Putain de pédos. Je glisse les dossiers sous mon T-shirt et tire sur ma cigarette. L'alarme beugle toujours, mais vu que personne n'est encore là… Ils sont sûrement en train de trembler dans leurs lits comme les saletés de tapettes qu'ils sont.
Puis, j'entends les aboiements.
Je relève brusquement la tête. Ma main se pose sur le manche en bois de ma pelle.
Putain de chiens! Putain, je déteste les chiens de guarde!
Je sprinte. Ma pelle bute contre mon dos pendant que je cours. De l'adrénaline jailli dans mes veines et mes sens s'exacerbent à l'infini.

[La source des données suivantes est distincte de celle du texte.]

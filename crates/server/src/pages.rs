use std::sync::Arc;

use askama::Template;
use axum::{
    extract::State,
    http::{header, HeaderMap, HeaderValue, StatusCode},
    response::{Html, IntoResponse, Response},
    Extension, Json,
};
use shared::{
    assets::AssetKind,
    error::{ApiError, WebtoolsError},
    redirect::Redirect,
    view::{TemplateContext, WEBTOOLS_LAYOUT},
};
use tracing::{error, info};
use webtools_api::{
    index_redirect,
    initializer::{FOOTER_JS, IE_JS, MAIN_CSS},
    webtools_redirect, PageContext,
};

use crate::app_state::AppState;

type PageResult = Result<Html<String>, (StatusCode, Json<ApiError>)>;

#[derive(Template)]
#[template(path = "webtools.html")]
struct WebtoolsLayout<'a> {
    title: &'a str,
    vars: &'a TemplateContext,
    css: String,
    js: String,
    ie_js: String,
    content: String,
}

#[derive(Template)]
#[template(path = "dashboard.html")]
struct DashboardView<'a> {
    vars: &'a TemplateContext,
    collections: Vec<(&'a str, usize)>,
}

#[derive(Template)]
#[template(path = "info.html")]
struct InfoView<'a> {
    vars: &'a TemplateContext,
    routes: Vec<&'a str>,
}

pub(crate) async fn dashboard(
    State(state): State<Arc<AppState>>,
    Extension(page): Extension<PageContext>,
) -> PageResult {
    let collections = page
        .assets
        .iter()
        .map(|collection| (collection.name(), collection.len()))
        .collect();
    let content = DashboardView {
        vars: page.view.vars(),
        collections,
    }
    .render()
    .map_err(template_error)?;

    render_page(&page, state.bundle_base(), "Dashboard", content).map_err(internal)
}

pub(crate) async fn info(
    State(state): State<Arc<AppState>>,
    Extension(page): Extension<PageContext>,
) -> PageResult {
    let content = InfoView {
        vars: page.view.vars(),
        routes: state.routes.patterns().collect(),
    }
    .render()
    .map_err(template_error)?;

    render_page(&page, state.bundle_base(), "System Info", content).map_err(internal)
}

pub(crate) async fn back(State(state): State<Arc<AppState>>, headers: HeaderMap) -> Response {
    let referer = headers
        .get(header::REFERER)
        .and_then(|value| value.to_str().ok());
    redirect_response(webtools_redirect(referer, &state.routes))
}

pub(crate) async fn home() -> Response {
    redirect_response(index_redirect())
}

/// Wraps `content` in the page's layout. Pages without a layout render bare.
///
/// `bundle_base` is set when the joined asset files are being served.
pub(crate) fn render_page(
    page: &PageContext,
    bundle_base: Option<&str>,
    title: &str,
    content: String,
) -> Result<Html<String>, WebtoolsError> {
    let Some(layout) = page.view.layout() else {
        return Ok(Html(content));
    };
    if layout.name() != WEBTOOLS_LAYOUT {
        return Err(WebtoolsError::UnknownLayout(layout.name().to_string()));
    }

    let tags = |name: &str, kind: AssetKind| {
        page.assets
            .get(name)
            .map(|collection| collection.render_tags(kind, bundle_base))
            .unwrap_or_default()
    };

    WebtoolsLayout {
        title,
        vars: page.view.vars(),
        css: tags(MAIN_CSS, AssetKind::Stylesheet),
        js: tags(FOOTER_JS, AssetKind::Script),
        ie_js: tags(IE_JS, AssetKind::Script),
        content,
    }
    .render()
    .map(Html)
    .map_err(|e| WebtoolsError::Template(e.to_string()))
}

pub(crate) fn redirect_response(redirect: Redirect) -> Response {
    let status = StatusCode::from_u16(redirect.status_code()).unwrap_or(StatusCode::FOUND);
    let location = HeaderValue::from_str(&redirect.location)
        .unwrap_or_else(|_| HeaderValue::from_static("/"));
    info!(location = %redirect.location, status = status.as_u16(), "redirecting");
    (status, [(header::LOCATION, location)]).into_response()
}

fn template_error(e: askama::Error) -> (StatusCode, Json<ApiError>) {
    internal(WebtoolsError::Template(e.to_string()))
}

fn internal(e: WebtoolsError) -> (StatusCode, Json<ApiError>) {
    error!(error = %e, "page rendering failed");
    (StatusCode::INTERNAL_SERVER_ERROR, Json(ApiError::from(e)))
}
//! Checkcard record definition: the persisted unit, one per step.

#[cfg(feature = "schema")]
use schemars::JsonSchema;
use serde::{Deserialize, Serialize};
use serde_json::{Map, Value};

use super::LifecycleStatus;
use crate::error::Result;

/// Script-owned metadata section, copied from the step definition at save
/// time. Actors never supply it.
#[derive(Debug, Clone, Serialize, Deserialize, PartialEq)]
#[cfg_attr(feature = "schema", derive(JsonSchema))]
pub struct StepMetadata {
    /// Short step identifier (e.g. "B1")
    #[serde(default)]
    pub step_id: String,

    /// Ordinal position of the step in the workflow
    pub step_index: u32,

    /// Human-readable step name
    pub step_name: String,

    /// Role that owns the step
    pub agent: String,

    /// What the step does
    pub description: String,

    /// RFC 3339 timestamp stamped when the record was written
    #[serde(default, skip_serializing_if = "Option::is_none")]
    pub created_at: Option<String>,
}

/// Actor-owned data section.
#[derive(Debug, Clone, Default, Serialize, Deserialize, PartialEq)]
#[cfg_attr(feature = "schema", derive(JsonSchema))]
pub struct DataSection {
    /// Values resolved from the upstream step
    #[serde(default, skip_serializing_if = "Option::is_none")]
    pub inputs: Option<Map<String, Value>>,

    /// Values produced by the actor
    #[serde(default)]
    pub outputs: Map<String, Value>,

    /// Tool usage, only recorded for steps that ask for it
    #[serde(default, skip_serializing_if = "Option::is_none")]
    pub tools: Option<Map<String, Value>>,
}

impl DataSection {
    /// Creates a data section holding only outputs.
    pub fn with_outputs(outputs: Map<String, Value>) -> Self {
        Self {
            outputs,
            ..Default::default()
        }
    }
}

/// One persisted checkcard.
///
/// Lifecycle fields are kept as raw JSON values so that malformed content
/// (a misspelled status, a timestamp given as a number) is reported by the
/// validators instead of being rejected while reading.
#[derive(Debug, Clone, Serialize, Deserialize, PartialEq)]
#[cfg_attr(feature = "schema", derive(JsonSchema))]
pub struct CheckcardRecord {
    /// Script-derived metadata
    pub metadata: StepMetadata,

    /// Actor-owned data
    #[serde(default, alias = "agent_data")]
    pub data: DataSection,

    /// Lifecycle status, one of pending / in_progress / completed / failed
    #[serde(default, skip_serializing_if = "Option::is_none")]
    pub status: Option<Value>,

    /// ISO-8601 start time
    #[serde(default, skip_serializing_if = "Option::is_none")]
    pub started_at: Option<Value>,

    /// ISO-8601 completion time
    #[serde(default, skip_serializing_if = "Option::is_none")]
    pub completed_at: Option<Value>,

    /// Elapsed time in minutes
    #[serde(default, skip_serializing_if = "Option::is_none")]
    pub duration_minutes: Option<Value>,

    /// Failure description, required when status is failed
    #[serde(default, skip_serializing_if = "Option::is_none")]
    pub error: Option<Value>,
}

impl CheckcardRecord {
    /// Creates a record without lifecycle information.
    pub fn new(metadata: StepMetadata, data: DataSection) -> Self {
        Self {
            metadata,
            data,
            status: None,
            started_at: None,
            completed_at: None,
            duration_minutes: None,
            error: None,
        }
    }

    /// Key of the section wrapping a step's record in its file.
    pub fn section_key(step_id: &str) -> String {
        format!("step{step_id}")
    }

    /// Sets the lifecycle status.
    pub fn with_status(mut self, status: LifecycleStatus) -> Self {
        self.status = Some(Value::String(status.as_str().to_string()));
        self
    }

    /// Sets start, completion and duration in one go.
    pub fn with_timing(
        mut self,
        started_at: impl Into<String>,
        completed_at: impl Into<String>,
        duration_minutes: f64,
    ) -> Self {
        self.started_at = Some(Value::String(started_at.into()));
        self.completed_at = Some(Value::String(completed_at.into()));
        self.duration_minutes = serde_json::Number::from_f64(duration_minutes).map(Value::Number);
        self
    }

    /// Sets the failure description.
    pub fn with_error(mut self, error: impl Into<String>) -> Self {
        self.error = Some(Value::String(error.into()));
        self
    }

    /// The declared status when it names a known lifecycle state.
    pub fn lifecycle_status(&self) -> Option<LifecycleStatus> {
        self.status.as_ref()?.as_str()?.parse().ok()
    }

    /// JSON form of the record, used for path-based rule evaluation.
    ///
    /// # Errors
    ///
    /// Returns `CheckcardError::Serialization` if the record cannot be
    /// represented as JSON.
    pub fn to_value(&self) -> Result<Value> {
        Ok(serde_json::to_value(self)?)
    }
}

J'absorbe tout autour de moi à un million de kilomètres/heures — les halètements rauques des chiens de guarde derrière moi… le claquement du carrelage contre mes bottes de combat… les sirènes de la police à moins d'un kilomètre.
Un chien se jette sur ma jambe. Merde! Merde! Un autre mord mon pied. Putain! Je retire ma pelle des liens qui la retiennent contre mon dos et abat la partie en métal contre sa tête. Un crac! satisfaisant résonne dans le couloir.
Ma main gauche tient les dossiers sous mon T-shirt. La droite fait tournoyer ma pelle alors que je lutte contre la dizaine de chiens autour de moi. Ma cigarette tombe de ma bouche à un moment pendant la bataille, mais je me penche, la ramasse et la coince entre mes lèvres sans casser le rythme. Du sang dégouline le long de mes jambes et les canines des chiens déchirent mon pantalon et mon T-shirt vert.
J'abats leur leader et ils reculent. Je m'appuie contre le mur, luttant pour retrouver mon souffle, surveillant la demi-douzaine de clébards restante avec des yeux plissés et menaçants. Il m'entourent en grognant, mais ils n'attaquent pas, du moins pas tout de suite.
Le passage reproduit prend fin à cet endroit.